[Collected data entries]
//! Pipeline configuration: process-wide decorator defaults and nesting order.
//!
//! Durations are stored as integer milliseconds so a configuration document
//! stays plain JSON. Operation profiles override individual fields per call.

use std::collections::HashSet;
use std::time::Duration;

use serde::{Deserialize, Serialize};

// ---------------------------------------------------------------------------
// DecoratorKind
// ---------------------------------------------------------------------------

/// Decorators that can appear in a pipeline's nesting order.
#[derive(Debug, Clone, Copy, PartialEq, Eq, Hash, Serialize, Deserialize)]
#[serde(rename_all = "snake_case")]
pub enum DecoratorKind {
    DeadLetter,
    Fallback,
    Bulkhead,
    CircuitBreaker,
    Retry,
    Timeout,
}

impl DecoratorKind {
    /// Default nesting order, outermost first.
    pub const DEFAULT_ORDER: [DecoratorKind; 6] = [
        DecoratorKind::DeadLetter,
        DecoratorKind::Fallback,
        DecoratorKind::Bulkhead,
        DecoratorKind::CircuitBreaker,
        DecoratorKind::Retry,
        DecoratorKind::Timeout,
    ];
}

// ---------------------------------------------------------------------------
// ConfigError
// ---------------------------------------------------------------------------

/// Rejected configuration values.
#[derive(Debug, thiserror::Error)]
pub enum ConfigError {
    #[error("{field} must be greater than zero")]
    Zero { field: &'static str },
    #[error("{field} is out of range: {value}")]
    OutOfRange { field: &'static str, value: f64 },
    #[error("decorator {0:?} appears more than once in the pipeline order")]
    DuplicateDecorator(DecoratorKind),
    #[error("invalid configuration document: {0}")]
    Parse(#[from] serde_json::Error),
}

// ---------------------------------------------------------------------------
// Defaults per decorator
// ---------------------------------------------------------------------------

/// Retry defaults used when an operation declares no retry policy.
#[derive(Debug, Clone, PartialEq, Serialize, Deserialize)]
#[serde(default)]
pub struct RetryDefaults {
    /// Total attempts including the first one.
    pub max_attempts: u32,
    pub initial_delay_ms: u64,
    pub backoff_multiplier: f64,
    /// Upper bound for a single delay. `None` leaves delays uncapped.
    pub max_delay_ms: Option<u64>,
    /// Uniform jitter as a fraction of the computed delay, in `[0, 1]`.
    pub jitter_factor: f64,
}

impl Default for RetryDefaults {
    fn default() -> Self {
        Self {
            max_attempts: 3,
            initial_delay_ms: 200,
            backoff_multiplier: 2.0,
            max_delay_ms: Some(30_000),
            jitter_factor: 0.1,
        }
    }
}

/// Circuit breaker defaults.
#[derive(Debug, Clone, PartialEq, Eq, Serialize, Deserialize)]
#[serde(default)]
pub struct CircuitBreakerDefaults {
    pub failure_threshold: u32,
    pub sampling_window_ms: u64,
    pub open_duration_ms: u64,
    pub success_threshold: u32,
}

impl Default for CircuitBreakerDefaults {
    fn default() -> Self {
        Self {
            failure_threshold: 5,
            sampling_window_ms: 30_000,
            open_duration_ms: 10_000,
            success_threshold: 2,
        }
    }
}

/// Bulkhead defaults.
#[derive(Debug, Clone, PartialEq, Eq, Serialize, Deserialize)]
#[serde(default)]
pub struct BulkheadDefaults {
    pub max_concurrency: usize,
    pub queue_limit: usize,
    /// `None` waits indefinitely; `Some(0)` never waits for queue admission.
    pub queue_timeout_ms: Option<u64>,
}

impl Default for BulkheadDefaults {
    fn default() -> Self {
        Self {
            max_concurrency: 10,
            queue_limit: 10,
            queue_timeout_ms: Some(5_000),
        }
    }
}

/// Fallback defaults.
#[derive(Debug, Clone, Default, PartialEq, Eq, Serialize, Deserialize)]
#[serde(default)]
pub struct FallbackDefaults {
    pub fallback_on_faulty: bool,
}

/// Dead-letter capture policy and in-memory store limits.
#[derive(Debug, Clone, PartialEq, Eq, Serialize, Deserialize)]
#[serde(default)]
pub struct DeadLetterConfig {
    /// Return the original error after the record is stored. When `false`
    /// the caller receives `OperationResponse::DeadLettered` instead.
    pub propagate_exception: bool,
    /// Capture the operation payload into the record.
    pub capture_message: bool,
    /// Capture the rendered error chain into the record.
    pub capture_exception: bool,
    /// Dead-letter errors that are not a resilience signal.
    pub capture_non_retryable: bool,
    pub max_exception_len: usize,
    /// Payloads whose encoded size exceeds this are not captured.
    pub max_message_bytes: usize,
    /// Capacity of the in-memory store before eviction.
    pub max_records: usize,
    /// Acknowledged records older than this are purged by maintenance.
    pub retention_ms: u64,
    pub purge_interval_ms: u64,
}

impl Default for DeadLetterConfig {
    fn default() -> Self {
        Self {
            propagate_exception: false,
            capture_message: true,
            capture_exception: true,
            capture_non_retryable: true,
            max_exception_len: 4_096,
            max_message_bytes: 64 * 1024,
            max_records: 10_000,
            retention_ms: 7 * 24 * 60 * 60 * 1_000,
            purge_interval_ms: 60 * 60 * 1_000,
        }
    }
}

// ---------------------------------------------------------------------------
// PipelineConfig
// ---------------------------------------------------------------------------

/// Top-level configuration for a resilience pipeline.
#[derive(Debug, Clone, PartialEq, Serialize, Deserialize)]
#[serde(default)]
pub struct PipelineConfig {
    /// Decorator nesting order, outermost first. Kinds not listed are not
    /// installed.
    pub order: Vec<DecoratorKind>,
    /// Per-attempt timeout applied by the timeout decorator when the
    /// operation declares none. `None` disables the default.
    pub default_timeout_ms: Option<u64>,
    pub retry: RetryDefaults,
    pub circuit_breaker: CircuitBreakerDefaults,
    pub bulkhead: BulkheadDefaults,
    pub fallback: FallbackDefaults,
    pub dead_letter: DeadLetterConfig,
}

impl Default for PipelineConfig {
    fn default() -> Self {
        Self {
            order: DecoratorKind::DEFAULT_ORDER.to_vec(),
            default_timeout_ms: None,
            retry: RetryDefaults::default(),
            circuit_breaker: CircuitBreakerDefaults::default(),
            bulkhead: BulkheadDefaults::default(),
            fallback: FallbackDefaults::default(),
            dead_letter: DeadLetterConfig::default(),
        }
    }
}

impl PipelineConfig {
    /// Parse and validate a JSON configuration document. Missing fields take
    /// their defaults.
    ///
    /// # Errors
    ///
    /// Returns `ConfigError::Parse` for malformed JSON and the validation
    /// errors of [`PipelineConfig::validate`].
    pub fn from_json_str(json: &str) -> Result<Self, ConfigError> {
        let config: Self = serde_json::from_str(json)?;
        config.validate()?;
        Ok(config)
    }

    /// Check value ranges and the decorator order.
    ///
    /// # Errors
    ///
    /// Returns the first violated constraint.
    pub fn validate(&self) -> Result<(), ConfigError> {
        let mut seen = HashSet::new();
        for kind in &self.order {
            if !seen.insert(*kind) {
                return Err(ConfigError::DuplicateDecorator(*kind));
            }
        }

        let retry = &self.retry;
        if !retry.backoff_multiplier.is_finite() || retry.backoff_multiplier < 1.0 {
            return Err(ConfigError::OutOfRange {
                field: "retry.backoff_multiplier",
                value: retry.backoff_multiplier,
            });
        }
        if !(0.0..=1.0).contains(&retry.jitter_factor) {
            return Err(ConfigError::OutOfRange {
                field: "retry.jitter_factor",
                value: retry.jitter_factor,
            });
        }

        let cb = &self.circuit_breaker;
        if cb.failure_threshold == 0 {
            return Err(ConfigError::Zero {
                field: "circuit_breaker.failure_threshold",
            });
        }
        if cb.success_threshold == 0 {
            return Err(ConfigError::Zero {
                field: "circuit_breaker.success_threshold",
            });
        }
        if cb.sampling_window_ms == 0 {
            return Err(ConfigError::Zero {
                field: "circuit_breaker.sampling_window_ms",
            });
        }

        if self.bulkhead.max_concurrency == 0 {
            return Err(ConfigError::Zero {
                field: "bulkhead.max_concurrency",
            });
        }
        if self.dead_letter.max_records == 0 {
            return Err(ConfigError::Zero {
                field: "dead_letter.max_records",
            });
        }
        if self.default_timeout_ms == Some(0) {
            return Err(ConfigError::Zero {
                field: "default_timeout_ms",
            });
        }
        Ok(())
    }

    #[must_use]
    pub fn default_timeout(&self) -> Option<Duration> {
        self.default_timeout_ms.map(Duration::from_millis)
    }
}

// ---------------------------------------------------------------------------
// Tests
// ---------------------------------------------------------------------------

▶ _Assignment_
Beginning at the first line of the data above, retype each line until you reach the line containing "pipeline's nesting order.", and include that one too. Add nothing else.

▶ _Expected answer_
//! Pipeline configuration: process-wide decorator defaults and nesting order.
//!
//! Durations are stored as integer milliseconds so a configuration document
//! stays plain JSON. Operation profiles override individual fields per call.

use std::collections::HashSet;
use std::time::Duration;

use serde::{Deserialize, Serialize};

// ---------------------------------------------------------------------------
// DecoratorKind
// ---------------------------------------------------------------------------

/// Decorators that can appear in a pipeline's nesting order.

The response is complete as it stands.